I've used a Broil King propane grill for the last decade or so and have decided that it's time to finally get into low-and-slow BBQ, especially after seeing some of the meat that comes off my friends' Big Green Eggs. I have zero experience outside of propane and started down the rabbit hole expecting to get an Egg, then thought a Kamado Joe looked better, then learned what a pellet grill was and thought those sounded much better for me than a ceramic grill (young family and time is at an extreme premium, so the simplicity and consistency of a pellet grill sounds ideal). Not having to fuss with the multi-tiered racks and space constraints of a kamado seems nice, too.

I'm hoping to find a 'do everything' grill that is simple to use and can cook everything from picanha and pineapple, to ribs and pulled pork, to pizza, to being a quick option (similar to my propane grill) to throw on hamburgers and sausages when we need a last-minute dinner. I don't _think_ that I'm describing a unicorn, but maybe so. 

I'm currently considering the Recteq RT-700 Bull, Yoder YS640s, and Spitts & Pitts Maverick 850. I expect that the S&P is the nicest, but if I can get everything I need from the Recteq, then I can have more money left over for pellets and meat (and the S&P would be stretching my budget once I added on accessories like the wifi module, trapdoor, and cover that all cost extra).


----------



## Brokenhandle (Aug 29, 2020)

First off, welcome from Iowa! Don't own any of those but I know everyone loves their rec tecs.  Good luck on your endeavors...you will find some great people on here with a wealth of knowledge.  I have learned alot since I was a newbie and still am in some aspects 

Ryan


----------



## normanaj (Aug 29, 2020)

Hello from RI.

I don't own a pellet grill either but like Ryan said the people here who have rec-tecs love them.


----------



## JLeonard (Aug 29, 2020)

Welcome from Mississippi.  If your looking for a dual purpose cooker, look at the Chrgrillerl dual cooker. I dont have one but have looked at them online. Might be a option for you.

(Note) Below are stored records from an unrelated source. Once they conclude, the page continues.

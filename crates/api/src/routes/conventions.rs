//! Route definitions for the `/conventions` resource.

use axum::routing::{get, post};
use axum::Router;

use crate::handlers::{assessments, conventions};
use crate::state::AppState;

/// Routes mounted at `/conventions`.
///
/// ```text
/// GET    /                    -> list (requires auth)
/// POST   /                    -> create (public)
/// POST   /magic-link/renew    -> renew_magic_link (public)
/// GET    /{id}                -> get_by_id
/// PUT    /{id}                -> update
/// POST   /{id}/sign           -> sign
/// POST   /{id}/status         -> change_status
/// GET    /{id}/assessment     -> assessments::get_by_convention
/// POST   /{id}/assessment     -> assessments::create
/// ```
pub fn router() -> Router<AppState> {
    Router::new()
        .route("/", get(conventions::list).post(conventions::create))
        .route("/magic-link/renew", post(conventions::renew_magic_link))
        .route(
            "/{id}",
            get(conventions::get_by_id).put(conventions::update),
        )
        .route("/{id}/sign", post(conventions::sign))
        .route("/{id}/status", post(conventions::change_status))
        .route(
            "/{id}/assessment",
            get(assessments::get_by_convention).post(assessments::create),
        )
}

						Hybrid Gas & Charcoal Grill
					

Versatile, easy to use, and made of heavy-duty steel, the Char-Griller Hybrid Gas and Charcoal Grill is the best of both worlds. With a gas grill on one side and a charcoal grill on the other, this grill has it all packed into one unit to make the best barbecue. Get your own Char-Griller Hybrid...




					www.chargriller.com
				




Jim


----------



## TNJAKE (Aug 29, 2020)

Welcome from the great state of  Tennessee


----------



## georgia smoker (Aug 29, 2020)

Welcome from another Georgian.


----------



## gmc2003 (Aug 29, 2020)

Hi and welcome to the forums. Glad to have ya join the fun. 

Chris



JLeonard said:


> Welcome from Mississippi.  If your looking for a dual purpose cooker, look at the Chrgrillerl dual cooker. I dont have one but have looked at them online. Might be a option for you.
> 
> 
> 
> ...


Personally I would avoid the char-griller  duo. That's what I started out on and it took a whole lot of babysitting and charcoal to make it work. It did put out a ton of good grub, but he effort needed was to much for me after a year or so.

Chris


----------



## kruizer (Aug 29, 2020)

Welcome to SMF from Minnesota.


----------



## SmokinAl (Aug 30, 2020)

Welcome to SMF! Glad to have you join us!
Al


----------



## bob hines (Aug 30, 2020)

glad you joined us welcome you should also look at a green  mountain  talked to a few guys that have great luck with them.


----------



## JC in GB (Aug 31, 2020)

Welcome from Wisconsin.   You can't go wrong with a Rec Tec bull.  Solid built unit and great performance.

Being from Georgia, have you considered a Stump's smoker?

JC


----------



## Magnous (Aug 31, 2020)

JC in GB said:


> Being from Georgia, have you considered a Stump's smoker?


I haven't actually heard of Stump's smoker, can you point me to information about it? I'm getting pretty zeroed-in on buying a Rec Tec 700, but learning about other options is exactly why I'm here.


----------



## Magnous (Aug 31, 2020)

I should have hit DuckDuckGo before replying, I found Stumps' website. They look nice, but I'm really drawn to the pellet smoker design for the simplicity and ease of use (this will be my first experience with a smoker), and it looks like Stumps doesn't have a pellet design.


----------